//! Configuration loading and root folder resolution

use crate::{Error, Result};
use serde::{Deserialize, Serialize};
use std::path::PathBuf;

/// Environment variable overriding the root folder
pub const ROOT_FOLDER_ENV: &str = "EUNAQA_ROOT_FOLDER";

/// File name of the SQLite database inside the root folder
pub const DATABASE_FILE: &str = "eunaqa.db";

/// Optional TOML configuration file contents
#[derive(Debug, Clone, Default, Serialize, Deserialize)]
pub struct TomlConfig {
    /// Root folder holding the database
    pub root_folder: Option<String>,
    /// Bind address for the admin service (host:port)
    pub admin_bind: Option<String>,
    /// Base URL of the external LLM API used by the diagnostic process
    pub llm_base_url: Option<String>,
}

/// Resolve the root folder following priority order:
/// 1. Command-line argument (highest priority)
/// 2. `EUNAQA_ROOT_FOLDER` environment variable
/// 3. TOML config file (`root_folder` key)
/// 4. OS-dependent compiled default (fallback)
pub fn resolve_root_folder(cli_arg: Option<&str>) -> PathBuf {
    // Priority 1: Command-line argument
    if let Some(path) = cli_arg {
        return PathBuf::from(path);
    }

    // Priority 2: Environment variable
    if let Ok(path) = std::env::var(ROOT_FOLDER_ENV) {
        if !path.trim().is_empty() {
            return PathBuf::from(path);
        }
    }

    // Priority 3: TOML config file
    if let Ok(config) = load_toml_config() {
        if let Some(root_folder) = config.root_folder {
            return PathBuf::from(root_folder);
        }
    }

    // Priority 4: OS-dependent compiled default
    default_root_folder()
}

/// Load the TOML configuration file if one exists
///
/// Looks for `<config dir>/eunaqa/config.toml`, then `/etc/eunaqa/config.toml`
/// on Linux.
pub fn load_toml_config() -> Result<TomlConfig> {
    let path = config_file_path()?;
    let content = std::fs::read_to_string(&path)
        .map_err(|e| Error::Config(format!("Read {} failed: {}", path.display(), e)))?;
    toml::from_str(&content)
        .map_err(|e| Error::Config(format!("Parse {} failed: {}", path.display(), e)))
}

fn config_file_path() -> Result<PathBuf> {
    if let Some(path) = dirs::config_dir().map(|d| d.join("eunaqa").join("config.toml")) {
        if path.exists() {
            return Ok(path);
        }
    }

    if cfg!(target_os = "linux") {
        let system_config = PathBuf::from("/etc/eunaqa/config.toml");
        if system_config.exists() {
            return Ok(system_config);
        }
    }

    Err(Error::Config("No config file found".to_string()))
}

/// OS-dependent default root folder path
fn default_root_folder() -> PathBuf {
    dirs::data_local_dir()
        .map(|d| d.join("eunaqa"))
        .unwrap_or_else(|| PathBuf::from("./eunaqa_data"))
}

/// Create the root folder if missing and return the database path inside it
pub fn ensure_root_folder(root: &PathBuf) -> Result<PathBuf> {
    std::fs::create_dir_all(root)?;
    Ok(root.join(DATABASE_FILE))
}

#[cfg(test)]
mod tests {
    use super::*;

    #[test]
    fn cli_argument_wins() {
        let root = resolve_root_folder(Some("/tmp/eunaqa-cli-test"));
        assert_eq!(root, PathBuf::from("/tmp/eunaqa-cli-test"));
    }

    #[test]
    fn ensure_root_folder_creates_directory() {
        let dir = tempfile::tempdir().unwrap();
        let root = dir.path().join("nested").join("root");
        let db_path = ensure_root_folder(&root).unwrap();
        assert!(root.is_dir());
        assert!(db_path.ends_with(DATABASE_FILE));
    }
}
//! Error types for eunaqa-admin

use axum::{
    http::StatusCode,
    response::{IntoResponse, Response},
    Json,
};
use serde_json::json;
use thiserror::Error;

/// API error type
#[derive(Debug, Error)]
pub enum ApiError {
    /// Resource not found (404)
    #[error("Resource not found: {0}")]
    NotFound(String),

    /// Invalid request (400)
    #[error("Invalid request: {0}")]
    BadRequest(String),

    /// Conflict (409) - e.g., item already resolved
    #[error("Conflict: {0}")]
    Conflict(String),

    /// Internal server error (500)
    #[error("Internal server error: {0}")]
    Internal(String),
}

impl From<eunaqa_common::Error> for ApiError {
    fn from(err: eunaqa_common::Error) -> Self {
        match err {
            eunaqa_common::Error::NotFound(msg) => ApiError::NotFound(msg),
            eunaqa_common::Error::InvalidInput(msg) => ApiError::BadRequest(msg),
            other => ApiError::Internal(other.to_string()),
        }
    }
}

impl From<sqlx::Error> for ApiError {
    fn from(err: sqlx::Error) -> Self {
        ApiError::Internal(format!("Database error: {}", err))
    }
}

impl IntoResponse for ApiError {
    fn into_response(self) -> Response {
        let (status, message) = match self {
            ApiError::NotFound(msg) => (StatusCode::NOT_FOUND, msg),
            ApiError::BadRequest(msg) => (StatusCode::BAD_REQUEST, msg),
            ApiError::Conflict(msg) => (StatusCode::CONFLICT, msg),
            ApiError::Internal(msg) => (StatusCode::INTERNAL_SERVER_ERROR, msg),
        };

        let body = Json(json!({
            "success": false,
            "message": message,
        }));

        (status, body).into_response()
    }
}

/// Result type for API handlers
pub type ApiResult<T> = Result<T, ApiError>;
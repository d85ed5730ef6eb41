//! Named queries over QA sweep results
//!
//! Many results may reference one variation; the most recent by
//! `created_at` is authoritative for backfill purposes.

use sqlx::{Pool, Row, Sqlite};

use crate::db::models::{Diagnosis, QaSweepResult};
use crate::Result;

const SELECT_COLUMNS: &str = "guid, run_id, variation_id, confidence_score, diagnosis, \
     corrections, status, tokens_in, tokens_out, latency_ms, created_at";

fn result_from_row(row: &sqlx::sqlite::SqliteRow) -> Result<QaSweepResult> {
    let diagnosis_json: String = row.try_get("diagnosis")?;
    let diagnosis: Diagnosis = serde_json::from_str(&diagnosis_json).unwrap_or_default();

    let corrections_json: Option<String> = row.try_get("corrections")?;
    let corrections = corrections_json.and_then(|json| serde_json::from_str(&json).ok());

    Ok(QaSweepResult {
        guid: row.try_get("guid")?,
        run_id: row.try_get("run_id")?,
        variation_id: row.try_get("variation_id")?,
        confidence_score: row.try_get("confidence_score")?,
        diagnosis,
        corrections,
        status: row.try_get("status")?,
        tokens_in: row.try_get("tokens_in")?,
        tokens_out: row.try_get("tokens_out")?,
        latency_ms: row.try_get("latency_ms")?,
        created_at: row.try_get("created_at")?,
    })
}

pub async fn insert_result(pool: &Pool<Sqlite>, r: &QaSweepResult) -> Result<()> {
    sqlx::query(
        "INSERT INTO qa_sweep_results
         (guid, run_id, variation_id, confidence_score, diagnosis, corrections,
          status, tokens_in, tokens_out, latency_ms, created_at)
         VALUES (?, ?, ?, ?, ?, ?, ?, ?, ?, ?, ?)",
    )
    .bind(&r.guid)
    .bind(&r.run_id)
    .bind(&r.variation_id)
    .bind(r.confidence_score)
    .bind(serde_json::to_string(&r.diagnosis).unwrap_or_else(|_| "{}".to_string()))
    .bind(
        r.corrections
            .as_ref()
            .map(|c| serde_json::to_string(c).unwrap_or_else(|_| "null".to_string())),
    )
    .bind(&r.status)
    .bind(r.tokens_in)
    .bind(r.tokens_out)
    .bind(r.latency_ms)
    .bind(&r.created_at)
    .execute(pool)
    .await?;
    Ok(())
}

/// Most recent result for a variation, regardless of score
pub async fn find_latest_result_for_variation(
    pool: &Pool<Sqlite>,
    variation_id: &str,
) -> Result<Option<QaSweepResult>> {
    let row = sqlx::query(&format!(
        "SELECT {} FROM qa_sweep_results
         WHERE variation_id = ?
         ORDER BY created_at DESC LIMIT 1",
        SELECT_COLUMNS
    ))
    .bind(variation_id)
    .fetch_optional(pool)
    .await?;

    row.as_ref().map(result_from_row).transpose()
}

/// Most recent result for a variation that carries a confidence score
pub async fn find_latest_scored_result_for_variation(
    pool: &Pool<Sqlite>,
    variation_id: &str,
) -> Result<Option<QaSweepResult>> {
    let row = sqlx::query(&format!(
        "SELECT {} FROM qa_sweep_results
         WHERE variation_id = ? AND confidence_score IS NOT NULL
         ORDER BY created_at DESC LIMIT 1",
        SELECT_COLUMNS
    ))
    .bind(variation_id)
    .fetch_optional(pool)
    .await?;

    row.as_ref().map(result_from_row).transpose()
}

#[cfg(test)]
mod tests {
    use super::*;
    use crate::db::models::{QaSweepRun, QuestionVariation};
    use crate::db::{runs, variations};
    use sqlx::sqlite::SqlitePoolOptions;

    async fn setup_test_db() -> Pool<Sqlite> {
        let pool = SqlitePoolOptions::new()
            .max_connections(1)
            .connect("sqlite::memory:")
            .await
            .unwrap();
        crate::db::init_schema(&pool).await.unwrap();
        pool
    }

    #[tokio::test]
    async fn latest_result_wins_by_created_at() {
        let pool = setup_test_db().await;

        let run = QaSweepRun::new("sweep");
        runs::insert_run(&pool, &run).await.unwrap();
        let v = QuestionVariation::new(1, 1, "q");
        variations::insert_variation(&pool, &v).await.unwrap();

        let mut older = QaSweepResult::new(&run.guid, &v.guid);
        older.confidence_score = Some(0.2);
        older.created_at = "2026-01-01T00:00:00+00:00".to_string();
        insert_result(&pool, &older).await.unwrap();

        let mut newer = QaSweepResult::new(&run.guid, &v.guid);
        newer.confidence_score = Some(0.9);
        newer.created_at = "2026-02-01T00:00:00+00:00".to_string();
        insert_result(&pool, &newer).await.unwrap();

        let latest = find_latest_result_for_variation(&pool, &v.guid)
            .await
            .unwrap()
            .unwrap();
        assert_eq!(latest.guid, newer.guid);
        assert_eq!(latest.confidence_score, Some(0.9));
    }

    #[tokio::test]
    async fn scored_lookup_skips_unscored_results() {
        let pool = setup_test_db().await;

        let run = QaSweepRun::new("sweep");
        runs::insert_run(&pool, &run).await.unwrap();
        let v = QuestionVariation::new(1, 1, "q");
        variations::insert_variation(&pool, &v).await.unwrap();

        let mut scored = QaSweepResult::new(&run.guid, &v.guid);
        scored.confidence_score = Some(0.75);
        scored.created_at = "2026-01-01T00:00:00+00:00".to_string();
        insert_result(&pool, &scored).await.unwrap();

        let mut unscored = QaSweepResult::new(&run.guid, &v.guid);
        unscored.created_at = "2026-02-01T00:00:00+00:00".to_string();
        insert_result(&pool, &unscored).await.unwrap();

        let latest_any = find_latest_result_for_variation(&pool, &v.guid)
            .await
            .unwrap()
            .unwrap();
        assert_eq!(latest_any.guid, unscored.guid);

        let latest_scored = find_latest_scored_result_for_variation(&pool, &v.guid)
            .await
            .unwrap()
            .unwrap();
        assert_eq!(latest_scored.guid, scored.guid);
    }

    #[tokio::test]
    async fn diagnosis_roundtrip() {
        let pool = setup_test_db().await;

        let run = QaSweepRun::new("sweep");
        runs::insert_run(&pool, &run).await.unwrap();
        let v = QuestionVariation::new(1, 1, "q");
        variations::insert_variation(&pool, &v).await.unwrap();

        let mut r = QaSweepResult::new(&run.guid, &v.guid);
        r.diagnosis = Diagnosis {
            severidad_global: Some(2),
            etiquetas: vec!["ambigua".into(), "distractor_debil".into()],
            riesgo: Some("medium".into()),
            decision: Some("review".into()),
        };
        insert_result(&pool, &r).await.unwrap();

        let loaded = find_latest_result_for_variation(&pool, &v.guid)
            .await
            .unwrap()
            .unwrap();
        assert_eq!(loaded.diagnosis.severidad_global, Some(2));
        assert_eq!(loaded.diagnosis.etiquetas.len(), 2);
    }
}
+===+
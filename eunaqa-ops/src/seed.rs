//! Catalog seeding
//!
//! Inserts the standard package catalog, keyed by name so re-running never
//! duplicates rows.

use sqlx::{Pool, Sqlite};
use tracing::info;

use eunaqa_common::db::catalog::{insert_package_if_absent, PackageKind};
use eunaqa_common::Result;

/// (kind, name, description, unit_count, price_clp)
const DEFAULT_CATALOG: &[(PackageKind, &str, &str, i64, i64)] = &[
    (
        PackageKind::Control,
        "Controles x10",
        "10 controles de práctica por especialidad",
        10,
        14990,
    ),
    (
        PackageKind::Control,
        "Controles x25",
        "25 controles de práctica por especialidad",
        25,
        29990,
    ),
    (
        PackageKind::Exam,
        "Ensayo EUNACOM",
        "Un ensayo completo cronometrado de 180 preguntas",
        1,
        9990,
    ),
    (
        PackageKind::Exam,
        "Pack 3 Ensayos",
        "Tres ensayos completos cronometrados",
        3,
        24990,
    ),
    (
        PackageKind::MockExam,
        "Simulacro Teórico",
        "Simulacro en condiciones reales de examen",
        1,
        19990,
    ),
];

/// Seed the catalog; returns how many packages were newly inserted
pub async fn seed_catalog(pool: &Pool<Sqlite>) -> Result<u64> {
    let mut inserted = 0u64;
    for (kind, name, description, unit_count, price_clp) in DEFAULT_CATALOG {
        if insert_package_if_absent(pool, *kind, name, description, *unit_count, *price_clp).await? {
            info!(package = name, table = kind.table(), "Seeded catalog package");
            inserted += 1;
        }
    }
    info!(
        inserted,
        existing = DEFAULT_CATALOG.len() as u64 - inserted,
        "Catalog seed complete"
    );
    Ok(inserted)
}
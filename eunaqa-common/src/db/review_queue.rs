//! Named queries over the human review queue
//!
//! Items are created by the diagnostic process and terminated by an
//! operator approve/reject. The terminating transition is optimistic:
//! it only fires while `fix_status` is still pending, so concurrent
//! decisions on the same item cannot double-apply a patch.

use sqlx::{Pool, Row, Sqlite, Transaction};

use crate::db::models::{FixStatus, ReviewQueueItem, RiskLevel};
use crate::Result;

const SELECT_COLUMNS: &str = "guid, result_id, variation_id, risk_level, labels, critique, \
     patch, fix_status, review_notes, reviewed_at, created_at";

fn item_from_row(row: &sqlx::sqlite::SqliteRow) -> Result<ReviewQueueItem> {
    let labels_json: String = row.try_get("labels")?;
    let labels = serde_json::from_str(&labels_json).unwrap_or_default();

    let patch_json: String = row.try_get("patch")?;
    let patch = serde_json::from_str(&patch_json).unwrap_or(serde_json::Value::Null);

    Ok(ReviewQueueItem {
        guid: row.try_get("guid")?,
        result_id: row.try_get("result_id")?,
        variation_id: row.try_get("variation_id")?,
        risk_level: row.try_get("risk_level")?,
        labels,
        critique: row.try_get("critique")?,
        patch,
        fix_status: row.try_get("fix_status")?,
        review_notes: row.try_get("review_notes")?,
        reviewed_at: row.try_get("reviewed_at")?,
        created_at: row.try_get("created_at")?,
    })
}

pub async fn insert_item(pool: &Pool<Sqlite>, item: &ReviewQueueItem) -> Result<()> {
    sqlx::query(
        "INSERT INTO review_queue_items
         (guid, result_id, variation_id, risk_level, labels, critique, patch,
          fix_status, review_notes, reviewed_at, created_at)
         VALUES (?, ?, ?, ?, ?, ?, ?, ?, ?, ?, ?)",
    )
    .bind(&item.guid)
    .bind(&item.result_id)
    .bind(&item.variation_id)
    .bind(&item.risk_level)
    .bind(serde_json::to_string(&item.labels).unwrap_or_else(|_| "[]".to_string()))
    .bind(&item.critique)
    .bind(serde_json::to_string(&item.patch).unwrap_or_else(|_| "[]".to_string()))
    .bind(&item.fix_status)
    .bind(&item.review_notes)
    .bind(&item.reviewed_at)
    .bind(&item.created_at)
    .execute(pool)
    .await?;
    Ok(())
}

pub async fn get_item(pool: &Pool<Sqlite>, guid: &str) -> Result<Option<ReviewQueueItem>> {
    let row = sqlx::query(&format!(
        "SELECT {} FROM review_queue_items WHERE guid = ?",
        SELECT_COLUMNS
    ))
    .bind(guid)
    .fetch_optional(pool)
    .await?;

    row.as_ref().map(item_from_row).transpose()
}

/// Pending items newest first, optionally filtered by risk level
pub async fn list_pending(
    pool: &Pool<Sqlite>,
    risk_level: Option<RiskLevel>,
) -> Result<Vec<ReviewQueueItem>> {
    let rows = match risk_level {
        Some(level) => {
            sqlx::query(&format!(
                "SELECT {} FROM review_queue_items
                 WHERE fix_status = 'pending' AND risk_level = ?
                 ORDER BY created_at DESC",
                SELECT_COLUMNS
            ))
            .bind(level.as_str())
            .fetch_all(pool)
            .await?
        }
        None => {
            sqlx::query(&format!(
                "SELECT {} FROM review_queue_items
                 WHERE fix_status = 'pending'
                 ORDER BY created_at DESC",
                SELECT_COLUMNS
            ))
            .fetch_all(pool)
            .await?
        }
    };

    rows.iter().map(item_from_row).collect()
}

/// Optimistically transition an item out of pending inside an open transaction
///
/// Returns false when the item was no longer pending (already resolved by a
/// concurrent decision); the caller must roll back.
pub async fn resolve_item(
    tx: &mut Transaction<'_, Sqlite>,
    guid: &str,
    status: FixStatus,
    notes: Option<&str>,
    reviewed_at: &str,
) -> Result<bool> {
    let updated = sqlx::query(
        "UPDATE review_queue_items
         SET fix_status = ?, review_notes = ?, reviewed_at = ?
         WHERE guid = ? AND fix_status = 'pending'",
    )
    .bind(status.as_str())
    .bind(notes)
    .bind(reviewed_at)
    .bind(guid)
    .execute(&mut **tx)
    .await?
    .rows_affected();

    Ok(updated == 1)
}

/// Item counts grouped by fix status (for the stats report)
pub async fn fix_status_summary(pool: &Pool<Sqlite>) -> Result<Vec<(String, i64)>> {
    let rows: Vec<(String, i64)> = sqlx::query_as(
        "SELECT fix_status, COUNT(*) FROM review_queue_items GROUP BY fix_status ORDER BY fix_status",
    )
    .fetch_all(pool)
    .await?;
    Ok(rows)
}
+===+
(Work instructions) Lines with the word "display": copy each one from the data above.

(Response to this exercise)
        .map_err(|e| Error::Config(format!("Read {} failed: {}", path.display(), e)))?;
        .map_err(|e| Error::Config(format!("Parse {} failed: {}", path.display(), e)))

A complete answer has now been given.